» What you need to do: Using the listing below, work out the number of lines in which "padded" appears; return only that figure.

» Data for this exercise:
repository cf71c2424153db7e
//! Search resource: structured full-text search, vector search, and the
//! chunk/page retrieval used to show search hits in context.
//!
//! Responses are forwarded as raw JSON; their shape depends on the
//! server's search backend.

use fir_core::enums::ProcessingStatus;
use fir_core::requests::VectorSearchRequest;
use serde_json::Value;

use crate::{ApiClient, Query, error::ApiError, segment};

/// Parameters of `GET /search`. Every field is optional.
#[derive(Debug, Clone, Default, PartialEq, Eq)]
pub struct SearchFilters {
    pub q: Option<String>,
    pub folder_id: Option<String>,
    pub status: Option<ProcessingStatus>,
    /// Inclusive lower bound, `YYYY-MM-DD`.
    pub start_date: Option<String>,
    /// Inclusive upper bound, `YYYY-MM-DD`.
    pub end_date: Option<String>,
    pub fir_number: Option<String>,
    pub police_station: Option<String>,
    pub district: Option<String>,
    /// Comma-separated act names.
    pub acts: Option<String>,
    /// Comma-separated section numbers.
    pub sections: Option<String>,
    pub limit: Option<u32>,
    pub offset: Option<u32>,
}

impl SearchFilters {
    #[must_use]
    pub fn text(q: impl Into<String>) -> Self {
        Self {
            q: Some(q.into()),
            ..Self::default()
        }
    }

    pub(crate) fn path(&self) -> String {
        Query::new()
            .opt("q", self.q.as_deref())
            .opt("folderId", self.folder_id.as_deref())
            .opt("status", self.status)
            .opt("startDate", self.start_date.as_deref())
            .opt("endDate", self.end_date.as_deref())
            .opt("firNumber", self.fir_number.as_deref())
            .opt("policeStation", self.police_station.as_deref())
            .opt("district", self.district.as_deref())
            .opt("acts", self.acts.as_deref())
            .opt("sections", self.sections.as_deref())
            .opt("limit", self.limit)
            .opt("offset", self.offset)
            .apply("/search")
    }
}

fn chunks_path(document_id: &str, limit: Option<u32>, offset: Option<u32>) -> String {
    Query::new()
        .opt("limit", limit)
        .opt("offset", offset)
        .apply(&format!("/search/chunks/{}", segment(document_id)))
}

fn pages_path(document_id: &str, page: Option<u32>) -> String {
    Query::new()
        .opt("page", page)
        .apply(&format!("/search/pages/{}", segment(document_id)))
}

impl ApiClient {
    /// # Errors
    ///
    /// Returns [`ApiError`] if the request fails.
    pub async fn search(&self, filters: &SearchFilters) -> Result<Value, ApiError> {
        self.get(&filters.path()).await
    }

    /// Semantic search over document chunks.
    ///
    /// # Errors
    ///
    /// Returns [`ApiError`] if the request fails.
    pub async fn vector_search(&self, request: &VectorSearchRequest) -> Result<Value, ApiError> {
        self.post("/search/vector", request).await
    }

    /// # Errors
    ///
    /// Returns [`ApiError`] if the request fails.
    pub async fn document_chunks(
        &self,
        document_id: &str,
        limit: Option<u32>,
        offset: Option<u32>,
    ) -> Result<Value, ApiError> {
        self.get(&chunks_path(document_id, limit, offset)).await
    }

    /// OCR pages of a document; all pages when `page` is `None`.
    ///
    /// # Errors
    ///
    /// Returns [`ApiError`] if the request fails.
    pub async fn document_pages(&self, document_id: &str, page: Option<u32>) -> Result<Value, ApiError> {
        self.get(&pages_path(document_id, page)).await
    }
}
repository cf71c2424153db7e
use anyhow::bail;
use fir_core::requests::NewFolder;

use crate::cli::GlobalFlags;
use crate::context::AppContext;
use crate::output::output;

pub async fn run(
    name: &str,
    parent: Option<&str>,
    ctx: &AppContext,
    flags: &GlobalFlags,
) -> anyhow::Result<()> {
    let name = name.trim();
    if name.is_empty() {
        bail!("folder name must not be empty");
    }

    let folder = ctx
        .client
        .create_folder(&NewFolder {
            name: name.to_string(),
            parent_id: parent.map(str::to_string),
        })
        .await?;
    output(&folder, flags.format)
}
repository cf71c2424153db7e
use crate::cli::GlobalFlags;
use crate::context::AppContext;
use crate::output::output;

pub async fn run(id: &str, ctx: &AppContext, flags: &GlobalFlags) -> anyhow::Result<()> {
    let document = ctx.client.get_document(id).await?;
    output(&document, flags.format)
}
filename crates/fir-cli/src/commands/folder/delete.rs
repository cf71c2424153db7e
use serde_json::json;

use crate::cli::GlobalFlags;
use crate::context::AppContext;
use crate::output::output;

pub async fn run(id: &str, ctx: &AppContext, flags: &GlobalFlags) -> anyhow::Result<()> {
    let response = ctx.client.delete_folder(id).await?;
    output(&json!({ "deleted": id, "response": response }), flags.format)
}
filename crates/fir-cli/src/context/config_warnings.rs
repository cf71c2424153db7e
use fir_config::{DEFAULT_BASE_URL, FirConfig, PollConfig};

/// Emit warnings for likely mistyped env var keys that silently fell back to defaults.
pub fn warn_unconfigured(config: &FirConfig) {
    for warning in collect_unconfigured_warnings(config, std::env::vars()) {
        tracing::warn!("{warning}");
    }
}

fn collect_unconfigured_warnings<I>(config: &FirConfig, env: I) -> Vec<String>
where
    I: IntoIterator<Item = (String, String)>,
{
    let env_keys = env.into_iter().map(|(key, _)| key).collect::<Vec<_>>();

    let mut warnings = Vec::new();

    if config.api.base_url == DEFAULT_BASE_URL && has_single_underscore_key(&env_keys, "FIR_API")
    {
        warnings.push(
            "API config appears default while FIR_API* env vars exist. Use double underscores (example: FIR_API__BASE_URL)."
                .to_string(),
        );
    }

    let poll_defaults = PollConfig::default();
    if config.poll.interval_secs == poll_defaults.interval_secs
        && config.poll.timeout_secs == poll_defaults.timeout_secs
        && has_single_underscore_key(&env_keys, "FIR_POLL")
    {
        warnings.push(
            "Poll config appears default while FIR_POLL* env vars exist. Use double underscores (example: FIR_POLL__TIMEOUT_SECS)."
                .to_string(),
        );
    }

    warnings
}

/// `FIR_API_BASE_URL` style keys: the section prefix without the `__` separator.
fn has_single_underscore_key(keys: &[String], prefix: &str) -> bool {
    let nested = format!("{prefix}__");
    keys.iter()
        .any(|key| key.starts_with(prefix) && !key.starts_with(&nested))
}
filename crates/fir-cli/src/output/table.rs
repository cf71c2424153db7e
#[derive(Clone, Copy, Debug)]
pub struct TableOptions {
    pub max_width: Option<usize>,
    pub color: bool,
}

/// Narrowest a column is squeezed to when fitting the terminal.
const MIN_COLUMN_WIDTH: usize = 6;

/// Render an aligned table for string rows. Widths count characters, not bytes.
#[must_use]
pub fn render_entity_table(
    headers: &[&str],
    rows: &[Vec<String>],
    options: TableOptions,
) -> String {
    let mut widths: Vec<usize> = headers
        .iter()
        .enumerate()
        .map(|(index, header)| {
            rows.iter()
                .filter_map(|row| row.get(index))
                .map(|cell| display_width(cell))
                .chain([display_width(header), MIN_COLUMN_WIDTH])
                .max()
                .unwrap_or(MIN_COLUMN_WIDTH)
        })
        .collect();

    fit_widths(&mut widths, headers, options.max_width);

    let header_line = headers
        .iter()
        .zip(&widths)
        .map(|(header, width)| pad(&truncate_text(header, *width), *width, false))
        .collect::<Vec<_>>()
        .join("  ");
    let divider = "-".repeat(display_width(&header_line));

    let mut lines = Vec::with_capacity(rows.len() + 2);
    lines.push(header_line);
    lines.push(divider);
    for row in rows {
        let line = widths
            .iter()
            .enumerate()
            .map(|(index, width)| {
                let cell = row.get(index).map_or("-", String::as_str);
                let text = truncate_text(cell, *width);
                let padded = pad(&text, *width, looks_numeric(&text));
                if options.color {
                    colorize_status(&padded, &text)
                } else {
                    padded
                }
            })
            .collect::<Vec<_>>()
            .join("  ");
        lines.push(line.trim_end().to_string());
    }
    lines.join("\n")
}

fn display_width(value: &str) -> usize {
    value.chars().count()
}

/// Shrink the widest shrinkable column one step at a time until the table fits.
fn fit_widths(widths: &mut [usize], headers: &[&str], max_width: Option<usize>) {
    let Some(max_width) = max_width else {
        return;
    };
    let separators = widths.len().saturating_sub(1) * 2;

    while widths.iter().sum::<usize>() + separators > max_width {
        let candidate = widths
            .iter()
            .enumerate()
            .filter(|(idx, width)| **width > display_width(headers[*idx]).max(MIN_COLUMN_WIDTH))
            .max_by_key(|(_, width)| **width)
            .map(|(idx, _)| idx);
        let Some(idx) = candidate else {
            break;
        };
        widths[idx] -= 1;
    }
}

fn truncate_text(value: &str, width: usize) -> String {
    if display_width(value) <= width {
        return value.to_string();
    }
    if width <= 1 {
        return "…".to_string();
    }
    let mut out: String = value.chars().take(width - 1).collect();
    out.push('…');
    out
}

fn looks_numeric(value: &str) -> bool {
    let trimmed = value.trim();
    !trimmed.is_empty()
        && trimmed
            .chars()
            .all(|ch| ch.is_ascii_digit() || matches!(ch, '-' | '+' | '.'))
}

fn pad(value: &str, width: usize, right_align: bool) -> String {
    let fill = " ".repeat(width.saturating_sub(display_width(value)));
    if right_align {
        format!("{fill}{value}")
    } else {
        format!("{value}{fill}")
    }
}

/// Wrap an already padded cell in ANSI color when its text is a known status.
fn colorize_status(padded: &str, text: &str) -> String {
    let code = match text.to_ascii_lowercase().as_str() {
        "ready" | "done" | "true" | "saved" => "32",
        "uploaded" | "processing" | "pending" => "33",
        "error" | "failed" | "false" | "timed_out" | "cancelled" => "31",
        _ => return padded.to_string(),
    };
    format!("\u{1b}[{code}m{padded}\u{1b}[0m")
}
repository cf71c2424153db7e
mod app_context;
mod config_warnings;

pub use app_context::AppContext;
pub use config_warnings::warn_unconfigured;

» Task answer: 7